### Task to carry out
Only the count should appear in your answer: how many lines of the data below contain the word "filter"?

### Available records
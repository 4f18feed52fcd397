//! Identity-stamping middleware.
//!
//! Promotes the trusted `x-uid` header into an [`AuthnContext`] request
//! extension. This is a test stand-in for a real authentication filter: the
//! header value is trusted as-is and no credentials are verified.

use axum::{
    extract::Request,
    http::{HeaderMap, header::HeaderName},
    middleware::Next,
    response::Response,
};
use tracing::debug;

use crate::identity::AuthnContext;

/// Header name carrying the caller identity.
pub static X_UID: HeaderName = HeaderName::from_static("x-uid");

/// Extracts the caller uid from request headers.
///
/// Returns `None` when the header is missing, empty, or not valid UTF-8.
pub fn extract_uid(headers: &HeaderMap) -> Option<String> {
    headers
        .get(&X_UID)
        .and_then(|v| v.to_str().ok())
        .filter(|v| !v.is_empty())
        .map(String::from)
}

/// Middleware function for identity stamping.
///
/// This can be used with `axum::middleware::from_fn`. Requests without an
/// identity header pass through unchanged; rejecting them is left to the
/// [`CurrentUser`] extractor so that public routes keep working.
///
/// [`CurrentUser`]: crate::extractors::CurrentUser
pub async fn stub_authn(mut request: Request, next: Next) -> Response {
    if let Some(uid) = extract_uid(request.headers()) {
        debug!(uid = %uid, "Stamped caller identity");
        request.extensions_mut().insert(AuthnContext::new(uid));
    }

    next.run(request).await
}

### Written answer
2